Cepheid variable A type of star with variable luminosity due to pulsations (regular oscillating changes in size). The luminosity can be deduced from the period of pulsation, making these stars celestial standard candles, useful for the determination of distance.
chaos Aperiodic and apparently random behavior of a dynamical system despite governing laws being deterministic; hence, deterministic chaos.
charm One of the quark flavors.
chemical reduction Method by which crystals of pure metal or metal alloys can be produced by dissolving an inorganic salt of the desired metal in an appropriate solvent and allowing the solution to react with a reducing agent.
color A quantum number for quarks and gluons.
conduction band Set of closely spaced single-electron energy levels in a metal that are partially occupied by current-carrying electrons. In an insulator or a semiconductor, it is the lowest normally empty band to which electrons may be excited from lower levels to carry electric current.

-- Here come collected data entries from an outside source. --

#[derive(Debug, Clone, Default, PartialEq, Serialize, Deserialize, Validate)]
#[serde(rename_all = "camelCase")]
pub struct UpdateStudentDto {
    #[serde(default, skip_serializing_if = "Option::is_none")]
    #[validate(custom(function = "rules::first_name"))]
    pub first_name: Option<String>,
    #[serde(default, skip_serializing_if = "Option::is_none")]
    #[validate(custom(function = "rules::last_name"))]
    pub last_name: Option<String>,
    #[serde(default, skip_serializing_if = "Option::is_none")]
    #[validate(custom(function = "rules::father_name"))]
    pub father_name: Option<String>,
    #[serde(default, skip_serializing_if = "Option::is_none")]
    #[validate(custom(function = "rules::mother_name"))]
    pub mother_name: Option<String>,
    #[serde(default, skip_serializing_if = "Option::is_none")]
    pub date_of_birth: Option<NaiveDate>,
    #[serde(default, skip_serializing_if = "Option::is_none")]
    #[validate(custom(function = "validate_optional_email"))]
    pub email: Option<String>,
    #[serde(default, skip_serializing_if = "Option::is_none")]
    #[validate(custom(function = "rules::student_health_condition"))]
    pub health_condition: Option<String>,
    #[serde(default, skip_serializing_if = "Option::is_none")]
    #[validate(custom(function = "rules::nid_number"))]
    pub nid_number: Option<String>,
    #[serde(default, skip_serializing_if = "Option::is_none")]
    #[validate(custom(function = "rules::brn_number"))]
    pub brn_number: Option<String>,
    #[serde(default, skip_serializing_if = "Option::is_none")]
    #[validate(custom(function = "validate_required_id"))]
    pub gender_id: Option<GenderId>,
    #[serde(default, skip_serializing_if = "Option::is_none")]
    pub blood_group_id: Option<BloodGroupId>,
    #[serde(default, skip_serializing_if = "Option::is_none")]
    pub religion_id: Option<ReligionId>,
    #[serde(default, skip_serializing_if = "Option::is_none")]
    pub nationality_id: Option<NationalityId>,
    #[serde(default, skip_serializing_if = "Option::is_none")]
    pub present_address: Option<Address>,
    #[serde(default, skip_serializing_if = "Option::is_none")]
    pub permanent_address: Option<Address>,
    #[serde(default, skip_serializing_if = "Option::is_none")]
    pub same_as_present: Option<bool>,
    #[serde(default, skip_serializing_if = "Option::is_none")]
    pub student_photo: Option<FileRef>,
    #[serde(default, skip_serializing_if = "Option::is_none")]
    pub student_nid: Option<FileRef>,
    #[serde(default, skip_serializing_if = "Option::is_none")]
    pub student_brn: Option<FileRef>,
    #[serde(default, skip_serializing_if = "Option::is_none")]
    pub father_nid: Option<FileRef>,
    #[serde(default, skip_serializing_if = "Option::is_none")]
    pub mother_nid: Option<FileRef>,
    #[serde(default, skip_serializing_if = "Option::is_none")]
    pub digital_signature: Option<FileRef>,
    #[serde(default, skip_serializing_if = "Option::is_none")]
    pub status: Option<Status>,
}

#[derive(Debug, Clone, Default, PartialEq, Eq, Serialize, Deserialize)]
#[serde(rename_all = "camelCase")]
pub struct StudentFilterParams {
    /// Matches names, parents' names, email, NID or BRN number.
    #[serde(default, deserialize_with = "empty_string_as_none", skip_serializing_if = "Option::is_none")]
    pub search: Option<String>,
    #[serde(default, skip_serializing_if = "Option::is_none")]
    pub status: Option<Status>,
    #[serde(default, skip_serializing_if = "Option::is_none")]
    pub gender_id: Option<GenderId>,
    #[serde(default, skip_serializing_if = "Option::is_none")]
    pub blood_group_id: Option<BloodGroupId>,
    #[serde(default, skip_serializing_if = "Option::is_none")]
    pub religion_id: Option<ReligionId>,
    #[serde(default, skip_serializing_if = "Option::is_none")]
    pub nationality_id: Option<NationalityId>,
}

impl StudentFilterParams {
    #[must_use]
    pub fn matches(&self, s: &Student) -> bool {
        let searched = search_matches(
            self.search.as_deref(),
            [
                Some(s.first_name.as_str()),
                Some(s.last_name.as_str()),
                Some(s.father_name.as_str()),
                Some(s.mother_name.as_str()),
                s.email.as_deref(),
                s.nid_number.as_deref(),
                s.brn_number.as_deref(),
            ],
        );

        searched
            && self.status.is_none_or(|status| s.status == status)
            && self.gender_id.as_ref().is_none_or(|id| s.gender_id == *id)
            && self
                .blood_group_id
                .as_ref()
                .is_none_or(|id| s.blood_group_id.as_ref() == Some(id))
            && self
                .religion_id
                .as_ref()
                .is_none_or(|id| s.religion_id.as_ref() == Some(id))
            && self
                .nationality_id
                .as_ref()
                .is_none_or(|id| s.nationality_id.as_ref() == Some(id))
    }
}

/// Lightweight projection for student pickers.
#[derive(Debug, Clone, PartialEq, Eq, Serialize, Deserialize)]
#[serde(rename_all = "camelCase")]
pub struct StudentOption {
    pub id: StudentId,
    pub first_name: String,
    pub last_name: String,
}

impl From<&Student> for StudentOption {
    fn from(s: &Student) -> Self {
        Self {
            id: s.id.clone(),
            first_name: s.first_name.clone(),
            last_name: s.last_name.clone(),
        }
    }
}

#[derive(Debug, Clone, PartialEq, Serialize, Deserialize)]
#[serde(rename_all = "camelCase")]
pub struct StudentDetail {
    #[serde(flatten)]
    pub student: Student,
    #[serde(default, skip_serializing_if = "Option::is_none")]
    pub gender: Option<NamedRef>,
    #[serde(default, skip_serializing_if = "Option::is_none")]
    pub blood_group: Option<NamedRef>,
    #[serde(default, skip_serializing_if = "Option::is_none")]
    pub religion: Option<NamedRef>,
}

impl Identified for StudentDetail {
    fn key(&self) -> &str {
        self.student.key()
    }
}

#[cfg(test)]
mod tests {
    use super::*;

    fn maria() -> Student {
        serde_json::from_value(serde_json::json!({
            "id": "st6",
            "firstName": "Maria",
            "lastName": "Gomes",
            "fatherName": "Peter Gomes",
            "motherName": "Anna Gomes",
            "dateOfBirth": "2012-03-14",
            "email": "maria.gomes@example.com",
            "brnNumber": "20121234567",
            "genderId": "g2",
            "bloodGroupId": "bg2",
            "religionId": "r2",
            "studentPhoto": {"url": "https://cdn.example.com/maria.jpg", "fileName": "maria.jpg"},
            "createdAt": "2025-01-01T00:00:00Z"
        }))
        .unwrap()
    }

    #[test]
    fn test_student_deserializes_with_defaults() {
        let student = maria();
        assert_eq!(student.status, Status::Active);
        assert!(!student.same_as_present);
        assert_eq!(
            student.student_photo.as_ref().and_then(|f| f.file_name.as_deref()),
            Some("maria.jpg")
        );
    }

    #[test]
    fn test_create_dto_validation() {
        let mut dto = CreateStudentDto::from(&maria());
        assert!(dto.validate().is_ok());

        dto.email = Some(String::new());
        assert!(dto.validate().is_ok());

        dto.mother_name = String::new();
        dto.nid_number = Some("1".repeat(21));
        let errors = boarding_core::validate_payload(&dto).unwrap_err();
        assert_eq!(errors.get("motherName"), Some("Mother name is required"));
        assert_eq!(
            errors.get("nidNumber"),
            Some("NID number must be less than 20 characters")
        );
    }

    #[test]
    fn test_filter_matches_parent_names_and_brn() {
        let student = maria();
        let by_parent = StudentFilterParams {
            search: Some("peter".into()),
            ..Default::default()
        };
        let by_brn = StudentFilterParams {
            search: Some("2012123".into()),
            ..Default::default()
        };
        assert!(by_parent.matches(&student));
        assert!(by_brn.matches(&student));
    }

    #[test]
    fn test_filter_exact_foreign_keys() {
        let student = maria();
        let hit = StudentFilterParams {
            gender_id: Some("g2".into()),
            religion_id: Some("r2".into()),
            ..Default::default()
        };
        let miss = StudentFilterParams {
            nationality_id: Some("n1".into()),
            ..Default::default()
        };
        assert!(hit.matches(&student));
        assert!(!miss.matches(&student));
    }

    #[test]
    fn test_dropdown_projection() {
        let option = StudentOption::from(&maria());
        let json = serde_json::to_value(&option).unwrap();
        assert_eq!(json, serde_json::json!({"id": "st6", "firstName": "Maria", "lastName": "Gomes"}));
    }
}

conservation Principle according to which the total amount of some physical quantity in an isolated system always remains the same, whatever internal changes may occur in the system.
Cooper pair Stable complex of two fermions having equal and opposite momenta and opposite spins in a degenerate-fermion system; such a pair behaves as a condensed boson if an e ective attractive force exists between the two fermions in the pair.
cosmic rays High-energy particles (mostly protons, electrons and helium nuclei) present throughout our galaxy. Their origin is not well known. They can be detected above the earth’s atmosphere. Cosmic rays are the object of study in cosmic-ray astronomy.